FIESTAS DECEMBRINAS
December Feasts


December… here it is again and for many of us who are away from our homeland during this season, it can be a time filled with mixed feelings of happiness, sadness, excitement and longing for family and friends who were left faraway. One way to get through this time and truly enjoy the celebrations is to recreate them in our new homes and share them with our loved ones. This is why all of us at Klass have come together to reminisce about our magnificent and magical traditions of December’s Fiestas in México filled with love, music, food, family and sparkle.

It seems that a fiesta or two is taking place every month of the year somewhere in México but never more than in the month of December, when the celebrations are non-stop and so many that they overlap.

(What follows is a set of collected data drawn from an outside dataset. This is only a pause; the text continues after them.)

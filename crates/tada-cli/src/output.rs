//! Output formatting for CLI
//!
//! Provides consistent output formatting across all commands:
//! - Human-readable default output
//! - JSON output (--json flag)
//! - Quiet mode for scripting (--quiet flag)

use tada_core::Todo;

/// Output format options
#[derive(Debug, Clone, Copy, PartialEq, Eq)]
pub enum OutputFormat {
    /// Human-readable output (default)
    Human,
    /// JSON output
    Json,
    /// Quiet mode - minimal output
    Quiet,
}

impl OutputFormat {
    /// Create format from CLI flags
    pub fn from_flags(json: bool, quiet: bool) -> Self {
        if quiet {
            OutputFormat::Quiet
        } else if json {
            OutputFormat::Json
        } else {
            OutputFormat::Human
        }
    }
}

/// Output helper for consistent formatting
pub struct Output {
    /// The output format
    pub format: OutputFormat,
}

impl Output {
    pub fn new(format: OutputFormat) -> Self {
        Self { format }
    }

    /// Print a single todo
    pub fn print_todo(&self, todo: &Todo) {
        match self.format {
            OutputFormat::Human => {
                println!("ID:      {}", todo.id);
                println!("Text:    {}", todo.text);
                println!(
                    "Status:  {}",
                    if todo.completed { "completed" } else { "active" }
                );
                println!("Created: {}", todo.created_at.format("%Y-%m-%d %H:%M"));
            }
            OutputFormat::Json => {
                println!("{}", serde_json::to_string_pretty(todo).unwrap());
            }
            OutputFormat::Quiet => {
                println!("{}", todo.id);
            }
        }
    }

    /// Print a list of todos in stored order
    pub fn print_todos(&self, todos: &[Todo]) {
        match self.format {
            OutputFormat::Human => {
                if todos.is_empty() {
                    println!("No todos yet.");
                    return;
                }
                for todo in todos {
                    let marker = if todo.completed { "[x]" } else { "[ ]" };
                    println!("{} {} | {}", marker, todo.id, truncate(&todo.text, 60));
                }
                println!("\n{} todo(s)", todos.len());
            }
            OutputFormat::Json => {
                println!("{}", serde_json::to_string_pretty(todos).unwrap());
            }
            OutputFormat::Quiet => {
                for todo in todos {
                    println!("{}", todo.id);
                }
            }
        }
    }

    /// Print a success message
    pub fn success(&self, message: &str) {
        match self.format {
            OutputFormat::Human => println!("✓ {}", message),
            OutputFormat::Json => {
                println!(
                    "{}",
                    serde_json::json!({"status": "success", "message": message})
                );
            }
            OutputFormat::Quiet => {}
        }
    }

    /// Print an informational message
    pub fn message(&self, msg: &str) {
        match self.format {
            OutputFormat::Human => println!("{}", msg),
            OutputFormat::Json => {
                println!("{}", serde_json::json!({"message": msg}));
            }
            OutputFormat::Quiet => {}
        }
    }

    /// Check if we should prompt for confirmation
    pub fn should_prompt(&self) -> bool {
        self.format == OutputFormat::Human
    }
}

/// Truncate a string to max length, adding "..." if truncated
fn truncate(s: &str, max_len: usize) -> String {
    if s.len() <= max_len {
        s.to_string()
    } else {
        format!("{}...", &s[..max_len - 3])
    }
}

#[cfg(test)]
mod tests {
    use super::*;

    #[test]
    fn test_format_from_flags() {
        assert_eq!(OutputFormat::from_flags(false, false), OutputFormat::Human);
        assert_eq!(OutputFormat::from_flags(true, false), OutputFormat::Json);
        assert_eq!(OutputFormat::from_flags(false, true), OutputFormat::Quiet);
        // Quiet takes precedence
        assert_eq!(OutputFormat::from_flags(true, true), OutputFormat::Quiet);
    }

    #[test]
    fn test_truncate() {
        assert_eq!(truncate("short", 10), "short");
        assert_eq!(truncate("this is a long string", 10), "this is...");
    }

    #[test]
    fn test_should_prompt_only_in_human_mode() {
        assert!(Output::new(OutputFormat::Human).should_prompt());
        assert!(!Output::new(OutputFormat::Json).should_prompt());
        assert!(!Output::new(OutputFormat::Quiet).should_prompt());
    }
}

Starting on December 3rd the nine-day tribute to the Virgin of Guadalupe begins and culminates on December 12, the special day in 1531 when Her image appeared on the cloak of Juan Diego. During this nine-day celebration of the Virgin of Guadalupe, Mother of all México, other fiestas are taking place throughout the country, for example; the celebration honoring Nuestra Señora de la Salud (Our Lady of Health) on the 8th and Nuestra Señora de la Soledad on the 18th. Then starting on the 16th are the nine posadas that go on through the 24th. Posadas are fiestas representative of the nine months that Mary was pregnant and Hers and Joseph’s pilgrimage on their way to Bethlehem. Besides the posadas being held all over México, Oaxaca holds its extremely popular Radish Festival on the 23.

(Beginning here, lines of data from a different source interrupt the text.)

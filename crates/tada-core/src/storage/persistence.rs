//! Todo list persistence
//!
//! Handles saving and loading the todo list to/from the single persistence
//! slot: one JSON file holding the whole list, overwritten in full on every
//! mutation. Uses atomic writes (write to temp file, then rename) to prevent
//! corruption.
//!
//! Storage location: `~/.local/share/tada/todos.json` (configurable via
//! `Config`).
//!
//! Loading fails soft: a missing slot yields an empty list, and a slot that
//! can't be parsed is set aside as a backup and likewise treated as empty.

use std::fs::{self, File};
use std::io::Write;
use std::path::Path;

use tracing::warn;

use crate::config::Config;
use crate::models::Todo;
use crate::storage::error::{StorageError, StorageResult};

/// Persistence layer for the todo list slot
pub struct JsonPersistence {
    config: Config,
}

impl JsonPersistence {
    /// Create a new persistence handler with the given configuration
    pub fn new(config: Config) -> Self {
        Self { config }
    }

    /// Get the configuration
    pub fn config(&self) -> &Config {
        &self.config
    }

    /// Check if the slot exists on disk
    pub fn exists(&self) -> bool {
        self.config.todos_path().exists()
    }

    /// Save the entire list, overwriting the previous slot contents
    ///
    /// This writes to a temporary file first, then renames it to the target
    /// path, so the slot is never left in a partially-written state.
    pub fn save(&self, todos: &[Todo]) -> StorageResult<()> {
        let json = serde_json::to_vec_pretty(todos)?;
        atomic_write(&self.config.todos_path(), &json)
    }

    /// Load the slot
    ///
    /// Returns an empty list if the slot doesn't exist. Malformed content is
    /// moved aside to a `.corrupt.backup` sibling and an empty list is
    /// returned; the application stays usable either way.
    pub fn load(&self) -> StorageResult<Vec<Todo>> {
        let path = self.config.todos_path();

        if !path.exists() {
            return Ok(Vec::new());
        }

        let bytes = fs::read(&path).map_err(|e| StorageError::from_io(e, path.clone()))?;

        match serde_json::from_slice(&bytes) {
            Ok(todos) => Ok(todos),
            Err(parse_err) => {
                let backup = path.with_extension("json.corrupt.backup");
                match fs::rename(&path, &backup) {
                    Ok(()) => warn!(
                        "Discarding malformed todo data in {:?}: {}. Backup saved to {:?}",
                        path, parse_err, backup
                    ),
                    Err(rename_err) => warn!(
                        "Discarding malformed todo data in {:?}: {}. Backup failed: {}",
                        path, parse_err, rename_err
                    ),
                }
                Ok(Vec::new())
            }
        }
    }
}

/// Write data to a file atomically
///
/// 1. Write to a temporary file in the same directory
/// 2. Sync the file to disk
/// 3. Rename the temp file to the target path
fn atomic_write(path: &Path, data: &[u8]) -> StorageResult<()> {
    // Ensure parent directory exists
    if let Some(parent) = path.parent() {
        fs::create_dir_all(parent).map_err(|e| StorageError::CreateDirectory {
            path: parent.to_path_buf(),
            source: e,
        })?;
    }

    // Create temp file in the same directory (for atomic rename)
    let temp_path = path.with_extension("tmp");

    let mut file =
        File::create(&temp_path).map_err(|e| StorageError::from_io(e, temp_path.clone()))?;

    file.write_all(data)
        .map_err(|e| StorageError::from_io(e, temp_path.clone()))?;

    // Sync to disk before rename
    file.sync_all()
        .map_err(|e| StorageError::from_io(e, temp_path.clone()))?;

    // Atomic rename
    fs::rename(&temp_path, path).map_err(|e| StorageError::AtomicWriteFailed {
        from: temp_path.clone(),
        to: path.to_path_buf(),
        source: e,
    })?;

    Ok(())
}

#[cfg(test)]
mod tests {
    use super::*;
    use crate::id::TodoId;
    use tempfile::TempDir;

    fn test_config(temp_dir: &TempDir) -> Config {
        Config {
            data_dir: temp_dir.path().to_path_buf(),
            log_file: None,
        }
    }

    fn sample_todo(id: i64, text: &str) -> Todo {
        Todo::new(TodoId::from_millis(id), text)
    }

    #[test]
    fn test_load_missing_slot_is_empty() {
        let temp_dir = TempDir::new().unwrap();
        let persistence = JsonPersistence::new(test_config(&temp_dir));

        assert!(!persistence.exists());
        assert!(persistence.load().unwrap().is_empty());
    }

    #[test]
    fn test_save_and_load() {
        let temp_dir = TempDir::new().unwrap();
        let persistence = JsonPersistence::new(test_config(&temp_dir));

        let todos = vec![sample_todo(2, "Second"), sample_todo(1, "First")];
        persistence.save(&todos).unwrap();
        assert!(persistence.exists());

        let loaded = persistence.load().unwrap();
        assert_eq!(loaded, todos);
    }

    #[test]
    fn test_save_overwrites_wholesale() {
        let temp_dir = TempDir::new().unwrap();
        let persistence = JsonPersistence::new(test_config(&temp_dir));

        persistence
            .save(&[sample_todo(1, "First"), sample_todo(2, "Second")])
            .unwrap();
        persistence.save(&[sample_todo(3, "Only")]).unwrap();

        let loaded = persistence.load().unwrap();
        assert_eq!(loaded.len(), 1);
        assert_eq!(loaded[0].text, "Only");
    }

    #[test]
    fn test_malformed_slot_is_discarded_with_backup() {
        let temp_dir = TempDir::new().unwrap();
        let config = test_config(&temp_dir);
        let persistence = JsonPersistence::new(config.clone());

        fs::write(config.todos_path(), b"{ not valid json").unwrap();

        let loaded = persistence.load().unwrap();
        assert!(loaded.is_empty());

        // Bad content is set aside, not deleted
        assert!(!config.todos_path().exists());
        let backup = config.todos_path().with_extension("json.corrupt.backup");
        assert!(backup.exists());
        assert_eq!(fs::read(backup).unwrap(), b"{ not valid json");
    }

    #[test]
    fn test_slot_with_wrong_shape_is_discarded() {
        let temp_dir = TempDir::new().unwrap();
        let config = test_config(&temp_dir);
        let persistence = JsonPersistence::new(config.clone());

        // Valid JSON, wrong shape
        fs::write(config.todos_path(), b"{\"todos\": 42}").unwrap();

        assert!(persistence.load().unwrap().is_empty());
    }

    #[test]
    fn test_slot_format_field_names() {
        let temp_dir = TempDir::new().unwrap();
        let config = test_config(&temp_dir);
        let persistence = JsonPersistence::new(config.clone());

        persistence.save(&[sample_todo(99, "Check format")]).unwrap();

        let raw = fs::read_to_string(config.todos_path()).unwrap();
        assert!(raw.contains("\"id\""));
        assert!(raw.contains("\"text\""));
        assert!(raw.contains("\"completed\""));
        assert!(raw.contains("\"createdAt\""));
    }

    #[test]
    fn test_atomic_write_creates_parent_dirs() {
        let temp_dir = TempDir::new().unwrap();
        let nested_path = temp_dir
            .path()
            .join("a")
            .join("b")
            .join("c")
            .join("file.txt");

        atomic_write(&nested_path, b"test data").unwrap();

        assert!(nested_path.exists());
        let content = fs::read_to_string(&nested_path).unwrap();
        assert_eq!(content, "test data");
    }

    #[test]
    fn test_atomic_write_leaves_no_temp_file() {
        let temp_dir = TempDir::new().unwrap();
        let config = test_config(&temp_dir);
        let persistence = JsonPersistence::new(config.clone());

        persistence.save(&[sample_todo(1, "First")]).unwrap();

        let temp_path = config.todos_path().with_extension("tmp");
        assert!(!temp_path.exists());
    }
}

Noche Buena (Christmas Eve) and Navidad (Christmas Day) finally arrive and all of México is in a state of bliss. The last posada is celebrated on Noche Buena and the arrival of the peregrinos (holy pilgrims), from the various neighborhoods will arrive at the traditional “Misa de Gallo” (Rooster’s Mass), which is held at midnight. One will hear the familiar cohetes (skyrockets); see the ever-present Luces de Bengala (sparklers), Nacimientos, Piñatas and never absent from this celebration are the customary heart warming beverages like ponche (a hot fruit punch), atole (corn gruel), sidra (sparkling cider) and the deliciously comforting and traditional tamales, romeritos, bacalao, roast turkey or ham and the internationally famous buñuelos.

Christmas Day in México is very quiet as families try to recover from the all-day and all-night festivities of the previous day. The big event of this special day is to enjoy the family, rest and partake of the prior day’s leftovers (recalentado). Gift giving is a relatively new tradition, some 50 years or so. Before, gifts were only exchanged on January 6, Dia de los Santos Reyes (Day of the Three-Gift-Bearing Wisemen). Today, adults exchange presents after dinner on the 24th and children wake up on the 25th to find the gifts they asked Santa for. This of course does not mean that the old tradition is long and gone –no. Children all over México eagerly look forward to January 5th because this is when they send their wish list attached to a multicolored balloon up to the heavens and in the evening they practice the old custom of leaving out a shoe in hopes that Los Reyes Magos come to visit and fill their shoes with treasures.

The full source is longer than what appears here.